Rituais pequenos também ajudam. Não precisam de ser elaborados nem perfeitos. Sejamos honestos: ninguém faz isto todos os dias.

  • Combinar um café por mês “sem julgamentos”, em que ambos podem desabafar sobre a sua geração durante 10 minutos e depois trocar de papel.
  • Definir regras suaves para o telemóvel nas refeições de família que valham para todos: nada de scroll debaixo da mesa; nada de responder a e-mails do trabalho na sobremesa.
  • Partilhar, uma vez por semana, um meme e uma fotografia antiga no chat da família, para que a nostalgia e a cultura da internet convivam lado a lado.

Falar de outra maneira sem deixares de ser quem és

As frases que as pessoas mais velhas usam não surgem do nada. Vêm de cozinhas da infância, de fábricas, de corredores de escola onde chorar era motivo de gozo e “aguentar” era a única língua disponível.

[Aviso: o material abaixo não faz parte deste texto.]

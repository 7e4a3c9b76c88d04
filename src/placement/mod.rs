mod candidates;
mod engine;
mod result;

pub use candidates::{Candidate, CandidateRank, candidates_for};
pub use engine::{PlacementEngine, Route};
pub use result::{LayoutEntry, LayoutResult, Outcome, RouteChoice, SuppressReason};
use std::fs;
use std::path::Path;

use protoscope::{absolute_binary_path, canonicalize_or_current, infer_project_name, sha256_file};
use tempfile::tempdir;

#[test]
fn canonicalize_or_current_returns_cwd_for_dot() {
    let cwd = std::env::current_dir().expect("cwd");
    let result = canonicalize_or_current(".").expect("canonicalize");
    assert_eq!(result, cwd);
}

#[test]
fn canonicalize_or_current_resolves_existing_path() {
    let tmp = tempdir().expect("tempdir");
    let subdir = tmp.path().join("nested");
    fs::create_dir_all(&subdir).expect("create nested");

    let result = canonicalize_or_current(subdir.to_str().unwrap()).expect("canonicalize nested");
    assert_eq!(result, subdir.canonicalize().expect("canonicalize subdir"));
}

#[test]
fn canonicalize_or_current_joins_missing_relative_path() {
    let result = canonicalize_or_current("does-not-exist-yet").expect("join");
    assert_eq!(result, std::env::current_dir().unwrap().join("does-not-exist-yet"));
}

#[test]
fn infer_project_name_uses_last_path_component() {
    assert_eq!(infer_project_name(Path::new("/tmp/coreutils")), "coreutils");
}

#[test]
fn infer_project_name_falls_back_when_missing() {
    assert_eq!(infer_project_name(Path::new("/")), "unnamed-project");
}

#[test]
fn sha256_file_hashes_contents() {
    let tmp = tempdir().unwrap();
    let path = tmp.path().join("bin");
    fs::write(&path, b"abc").unwrap();
    assert_eq!(
        sha256_file(&path).unwrap(),
        "ba7816bf8f01cfea414140de5dae2223b00361a396177a9cb410ff61f20015ad"
    );
    assert!(sha256_file(&tmp.path().join("missing")).is_err());
}

#[cfg(unix)]
#[test]
fn absolute_binary_path_keeps_symlink_names() {
    let tmp = tempdir().unwrap();
    let target = tmp.path().join("python3.11");
    fs::write(&target, b"").unwrap();
    let link = tmp.path().join("python3");
    std::os::unix::fs::symlink(&target, &link).unwrap();

    let resolved = absolute_binary_path(link.to_str().unwrap()).unwrap();
    assert_eq!(resolved, link);
    assert_eq!(
        absolute_binary_path("relative-bin").unwrap(),
        std::env::current_dir().unwrap().join("relative-bin")
    );
}
use std::path::{Path, PathBuf};

/// Logical layout of a project on disk.
///
/// This is derived from a chosen root path. It does *not* perform any IO itself.
#[derive(Debug, Clone)]
pub struct ProjectLayout {
    /// Root directory of the project.
    pub root: PathBuf,
    /// Directory for internal metadata (.protoscope).
    pub meta_dir: PathBuf,
    /// Path to the project config file (JSON).
    pub project_config_path: PathBuf,
    /// Path to the project database file.
    pub db_path: PathBuf,
    /// Default directory for pass artifacts (logs).
    pub logs_dir: PathBuf,
}

impl ProjectLayout {
    /// Compute the default layout for a project rooted at `root`.
    pub fn new(root: impl AsRef<Path>) -> Self {
        let root = root.as_ref().to_path_buf();
        let meta_dir = root.join(".protoscope");
        let project_config_path = meta_dir.join("project.json");
        let db_path = meta_dir.join("project.db");
        let logs_dir = root.join("logs");

        Self { root, meta_dir, project_config_path, db_path, logs_dir }
    }

    /// Database path relative to `root`, suitable for storing in `ProjectConfig`.
    pub fn db_path_relative_string(&self) -> String {
        match self.db_path.strip_prefix(&self.root) {
            Ok(rel) => rel.to_string_lossy().to_string(),
            Err(_) => self.db_path.to_string_lossy().to_string(),
        }
    }

    /// Resolve a config path against the project root.
    pub fn resolve(&self, path: &Path) -> PathBuf {
        if path.is_absolute() {
            path.to_path_buf()
        } else {
            self.root.join(path)
        }
    }
}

Abandoná-las pode parecer traição ao passado. Ao mesmo tempo, cada geração inventa as suas cordas de segurança, as suas piadas, as suas saídas de emergência. O que manteve um grupo de pé pode derrubar outro.

Quando reparas nestas sete frases, podes apanhar-te a dizê-las. Ou ouvi-las a ecoar num e-mail de um tio, num comentário de Facebook da avó, num aparte do chefe numa reunião. Esse instante de reconhecimento é estranho. Um pouco embaraçoso. E também libertador. Porque, a partir daí, há escolha: quero repetir isto ou quero reinventar?

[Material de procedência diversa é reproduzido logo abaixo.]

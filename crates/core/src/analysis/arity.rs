use std::fmt;
use std::path::{Path, PathBuf};

use serde::Serialize;

use crate::analysis::{
    classify, flag, ratio, AccuracyReport, Check, Disagreement, Evaluate, GeneralInfo,
    IgnoredCounts, MismatchReport,
};
use crate::model::{ArityRecord, PassKind, Prototype};
use crate::parser::{parse_arity_log, ParseResult};
use crate::truth::GroundTruth;

/// Running totals for an arity evaluation.
#[derive(Debug, Clone, Copy, Default, PartialEq, Serialize)]
pub struct AccuracyCounters {
    #[serde(flatten)]
    pub ignored: IgnoredCounts,
    pub total_tested: u64,
    pub ok_arity: u64,
    pub ok_return: u64,
}

impl AccuracyCounters {
    pub fn ratio_arity(&self) -> f64 {
        ratio(self.ok_arity, self.total_tested)
    }

    pub fn ratio_return(&self) -> f64 {
        ratio(self.ok_return, self.total_tested)
    }
}

impl fmt::Display for AccuracyCounters {
    fn fmt(&self, f: &mut fmt::Formatter<'_>) -> fmt::Result {
        writeln!(f, "{}", self.ignored)?;
        writeln!(f, "Accuracy of inference")?;
        writeln!(f, "| Params Ok/Total tested:  {}/{}", self.ok_arity, self.total_tested)?;
        writeln!(f, "| Return Ok/Total tested:  {}/{}", self.ok_return, self.total_tested)?;
        writeln!(f, "| Ratio params:            {:.2}%", self.ratio_arity())?;
        writeln!(f, "- Ratio return:            {:.2}%", self.ratio_return())
    }
}

fn arity_agrees(record: &ArityRecord, proto: &Prototype) -> bool {
    record.arity() == proto.params().len() as u64
}

fn return_agrees(record: &ArityRecord, proto: &Prototype) -> bool {
    record.returns_value() == proto.returns_value()
}

/// Classify every record and count arity/return agreement on the tested ones.
pub fn evaluate_arity(records: &[ArityRecord], truth: &dyn GroundTruth) -> AccuracyCounters {
    let mut counters = AccuracyCounters::default();
    for record in records {
        let Some(proto) = counters.ignored.tally(classify(&record.function.name, truth)) else {
            continue;
        };
        counters.total_tested += 1;
        if arity_agrees(record, proto) {
            counters.ok_arity += 1;
        }
        if return_agrees(record, proto) {
            counters.ok_return += 1;
        }
    }
    counters
}

/// Every tested record whose arity or return presence disagrees with its prototype.
pub fn arity_mismatches(records: &[ArityRecord], truth: &dyn GroundTruth) -> Vec<MismatchReport> {
    let mut out = Vec::new();
    for record in records {
        let Some(proto) = classify(&record.function.name, truth).tested() else {
            continue;
        };

        let mut disagreements = Vec::new();
        if !arity_agrees(record, proto) {
            disagreements.push(Disagreement {
                check: Check::Arity,
                expected: proto.params().len().to_string(),
                observed: record.arity().to_string(),
            });
        }
        if !return_agrees(record, proto) {
            disagreements.push(Disagreement {
                check: Check::Return,
                expected: flag(proto.returns_value()),
                observed: flag(record.returns_value()),
            });
        }
        if disagreements.is_empty() {
            continue;
        }
        out.push(MismatchReport::new(
            &record.function,
            proto.render(&record.function.name),
            disagreements,
        ));
    }
    out
}

/// Arity results of one program run.
#[derive(Debug, Clone)]
pub struct ArityAnalysis {
    pub program: PathBuf,
    pub logfile: PathBuf,
    pub records: Vec<ArityRecord>,
}

impl ArityAnalysis {
    pub fn load(program: &Path, logfile: &Path) -> ParseResult<Self> {
        Ok(Self::new(program, logfile, parse_arity_log(logfile)?))
    }

    pub fn new(program: &Path, logfile: &Path, records: Vec<ArityRecord>) -> Self {
        Self { program: program.to_path_buf(), logfile: logfile.to_path_buf(), records }
    }
}

impl Evaluate for ArityAnalysis {
    fn info(&self) -> GeneralInfo {
        GeneralInfo {
            pass: PassKind::Arity,
            program: self.program.clone(),
            logfile: self.logfile.clone(),
            records: self.records.len(),
        }
    }

    fn accuracy(&self, truth: &dyn GroundTruth) -> AccuracyReport {
        AccuracyReport::Arity(evaluate_arity(&self.records, truth))
    }

    fn mismatches(&self, truth: &dyn GroundTruth) -> Vec<MismatchReport> {
        arity_mismatches(&self.records, truth)
    }

    fn display_lines(&self) -> Vec<String> {
        self.records
            .iter()
            .map(|r| {
                format!(
                    "{}:{}:{}: {} -> {}",
                    r.function.image,
                    r.function.address,
                    r.function.name,
                    r.arity(),
                    r.ret
                )
            })
            .collect()
    }
}
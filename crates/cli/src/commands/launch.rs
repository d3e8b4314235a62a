use anyhow::{bail, Context, Result};
use protoscope_core::db::LaunchRecord;
use protoscope_core::pipeline::{BuildOptions, LaunchOptions};

use crate::commands::{build_and_record, console_pipeline, now_timestamp, open_context, parse_pass};
use crate::{absolute_binary_path, sha256_file};

/// Switches for `launch`.
#[derive(Debug, Clone, Copy, Default)]
pub struct LaunchFlags {
    /// Skip the build step and use whatever module is at `obj_path`.
    pub no_build: bool,
    pub quiet: bool,
    /// Keep the instrumented process's output in a `.log` artifact.
    pub transcript: bool,
}

/// Build (unless skipped) and run one pass against `binary`, then record the run.
pub fn launch_command(
    root: &str,
    pass: &str,
    binary: &str,
    args: &[String],
    flags: LaunchFlags,
) -> Result<()> {
    let kind = parse_pass(pass)?;
    let ctx = open_context(root)?;
    let pipeline = console_pipeline(&ctx)?;
    let tool = pipeline.pintool(kind)?;

    if !flags.no_build {
        let outcome = build_and_record(&ctx.db, tool, BuildOptions::default())?;
        if !outcome.succeeded() {
            bail!("Build of the {} pintool failed; not launching", kind);
        }
    }

    let binary_path = absolute_binary_path(binary)?;
    let started_at = now_timestamp();
    let outcome = tool.launch(
        &binary_path,
        args,
        LaunchOptions { verbose: !flags.quiet, transcript: flags.transcript },
    )?;

    let binary_hash = sha256_file(&binary_path)?;
    ctx.db
        .insert_launch(&LaunchRecord {
            pass: kind.to_string(),
            binary: binary_path.display().to_string(),
            binary_hash: Some(binary_hash),
            results_path: outcome.results.path.display().to_string(),
            debug_path: outcome.debug.path.display().to_string(),
            input_path: outcome.input.as_ref().map(|p| p.display().to_string()),
            exit_code: outcome.exit_code,
            duration_ms: i64::try_from(outcome.duration.as_millis()).unwrap_or(i64::MAX),
            started_at,
        })
        .context("Failed to record launch")?;

    match outcome.exit_code {
        Some(0) => {}
        Some(code) => log::warn!("{} exited with status {code}", binary_path.display()),
        None => log::warn!("{} was terminated by a signal", binary_path.display()),
    }

    Ok(())
}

Alguns vão insistir que nada mudou. Outros vão aproximar-se, escutar e deixar a linguagem ajustar-se um pouco ao mundo. A maioria de nós está algures no meio. Escorregamos. Magoados sem intenção. E também aprendemos. Da próxima vez que um jovem revirar os olhos a uma frase que antes parecia perfeitamente normal, há uma decisão escondida no silêncio: defender a tua frase - ou perguntar, com calma: “Está bem… então como é que tu dirias isto?”

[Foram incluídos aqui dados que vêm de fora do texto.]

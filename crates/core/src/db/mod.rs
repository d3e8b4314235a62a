//! Project configuration, layout and the SQLite run history.
//!
//! - `ProjectConfig`: serializable project metadata, engine and pass settings.
//! - `ProjectLayout`: computed paths for project directories/files.
//! - `ProjectDb`: a small SQLite wrapper recording launches and builds.
//! - `ProjectContext`: layout + config + open DB, and the pipeline built from them.

pub mod config;
pub mod context;
pub mod layout;
pub mod models;
pub mod project_db;
pub mod util;

pub use config::{DbConfig, ProjectConfig};
pub use context::ProjectContext;
pub use layout::ProjectLayout;
pub use models::{BuildRecord, LaunchRecord};
pub use project_db::{DbError, DbResult, ProjectDb, CURRENT_SCHEMA_VERSION};
pub use util::{load_project_config, open_project_db};
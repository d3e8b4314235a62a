//! Artifact naming and lookup.
//!
//! Names follow `<logdir>/<basename(binary)>_<pass>_<timestamp>.<ext>`; a later
//! pass finds its input by the `<logdir>/<basename(binary)>_<pass>` prefix and
//! the `.results` suffix. Both sides build the prefix the same way, so the
//! convention must not change independently.

use std::fs;
use std::io::ErrorKind;
use std::path::{Path, PathBuf};

use crate::model::{ArtifactKind, PassKind};
use crate::pipeline::{PipelineError, PipelineResult};

fn binary_basename(binary: &Path) -> String {
    binary.file_name().map(|n| n.to_string_lossy().to_string()).unwrap_or_default()
}

fn prefix(log_dir: &Path, binary: &Path, pass: PassKind) -> String {
    format!("{}/{}_{}", log_dir.display(), binary_basename(binary), pass)
}

/// Path of a new artifact for `binary` produced by `pass` at `timestamp`.
pub fn artifact_path(
    log_dir: &Path,
    binary: &Path,
    pass: PassKind,
    timestamp: i64,
    kind: ArtifactKind,
) -> PathBuf {
    PathBuf::from(format!("{}_{}.{}", prefix(log_dir, binary, pass), timestamp, kind.extension()))
}

/// Whether `candidate` (a `<logdir>/<file>` string) is a results file of `pass` for `binary`.
pub fn matches_results(log_dir: &Path, binary: &Path, pass: PassKind, candidate: &str) -> bool {
    candidate.starts_with(&prefix(log_dir, binary, pass))
        && candidate.ends_with(&format!(".{}", ArtifactKind::Results.extension()))
}

/// Most recently modified results file of `pass` for `binary`, if any.
///
/// Ties on modification time go to whichever candidate the directory listing
/// yields last.
pub fn resolve_latest(
    log_dir: &Path,
    pass: PassKind,
    binary: &Path,
) -> PipelineResult<Option<PathBuf>> {
    // A log dir that was never created holds no candidates.
    let entries = match fs::read_dir(log_dir) {
        Err(e) if e.kind() == ErrorKind::NotFound => return Ok(None),
        listing => listing
            .map_err(PipelineError::io(format!("Failed to read log dir {}", log_dir.display())))?,
    };

    let mut best: Option<(std::time::SystemTime, PathBuf)> = None;
    for entry in entries {
        let entry = entry.map_err(PipelineError::io("Failed to list log dir entry"))?;
        let candidate =
            format!("{}/{}", log_dir.display(), entry.file_name().to_string_lossy());
        if !matches_results(log_dir, binary, pass, &candidate) {
            continue;
        }
        let mtime = entry
            .metadata()
            .and_then(|m| m.modified())
            .map_err(PipelineError::io(format!("Failed to stat {candidate}")))?;
        if best.as_ref().map(|(t, _)| mtime >= *t).unwrap_or(true) {
            best = Some((mtime, PathBuf::from(candidate)));
        }
    }

    if let Some((_, path)) = &best {
        log::debug!("resolved {} results for {}: {}", pass, binary.display(), path.display());
    }
    Ok(best.map(|(_, path)| path))
}

#[cfg(test)]
mod tests {
    use super::*;

    #[test]
    fn artifact_names_embed_binary_and_pass() {
        let path = artifact_path(
            Path::new("logs"),
            Path::new("/usr/bin/grep"),
            PassKind::Arity,
            1700000000,
            ArtifactKind::Results,
        );
        assert_eq!(path, PathBuf::from("logs/grep_arity_1700000000.results"));
    }

    #[test]
    fn matching_requires_results_suffix() {
        let dir = Path::new("logs");
        let bin = Path::new("/bin/grep");
        assert!(matches_results(dir, bin, PassKind::Arity, "logs/grep_arity_1.results"));
        assert!(!matches_results(dir, bin, PassKind::Arity, "logs/grep_arity_1.dbg"));
        assert!(!matches_results(dir, bin, PassKind::Arity, "logs/grep_type_1.results"));
        assert!(!matches_results(dir, bin, PassKind::Arity, "logs/ls_arity_1.results"));
    }
}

Ponto-chave Detalhes Porque é importante para quem lê
Trocar “No meu tempo…” por perguntas abertas Começa com “Como é para ti?” ou “Como é que isto se sente no teu mundo?” antes de partilhares as tuas histórias. Mantém o teu exemplo curto e devolve a palavra. Esta mudança transforma comparação em ligação: os mais novos sentem-se ouvidos em vez de avaliados, e isso evita que se fechem e se afastem.
Actualizar o teu “radar” de “trabalho a sério” Pede aos mais novos que te expliquem como recebem, quem são os clientes e como é uma semana típica, sobretudo em funções online ou criativas. Perceber a mecânica das novas carreiras reduz conflito sobre dinheiro, estabilidade e “seriedade” e mostra respeito real pelas escolhas deles.
Transformar conflitos do telemóvel em acordos claros Em vez de criticar “estar sempre no telemóvel”, combinem momentos específicos com ecrãs e momentos específicos sem eles, para todos à mesa. Regras práticas evitam o “ralhete” interminável e criam tempo protegido e partilhado que parece justo para ambas as gerações.

Perguntas frequentes

  • Estas frases são sempre prejudiciais, ou o tom é que faz a diferença? O tom muda muita coisa, mas não muda tudo. Se vier com calor e brincadeira, pode doer menos; mesmo assim, a mensagem de fundo costuma chegar. Se a frase sugere “as tuas dificuldades não contam” ou “a minha forma é a única válida”, os mais novos sentem-no - mesmo com um sorriso.
  • O que posso dizer em vez de “Os miúdos hoje em dia…” quando estou genuinamente confuso? Experimenta assumir a confusão de forma direta: “Eu não percebo bem como isto funciona na tua geração - podes explicar-me?” Assim manténs a curiosidade sem o julgamento generalista que põe os jovens na defensiva.
  • Como devo responder se um familiar mais velho usa uma destas frases e eu fico magoado? Escolhe um momento calmo, fora do calor do choque, e descreve o impacto em vez de atacares a pessoa. Por exemplo: “Quando ouço ‘no meu tempo não se falava de sentimentos’, sinto que a minha saúde mental não importa.” Isso dá espaço para ajustarem.
  • É justo esperar que pessoas com mais de 65 mudem a forma como falam? Há hábitos de linguagem de décadas que não mudam de um dia para o outro, e há quem não queira mudar. Ainda assim, muitos adultos mais velhos ficam surpreendentemente disponíveis quando percebem que pequenas alterações nas palavras trazem conversas mais profundas com quem amam.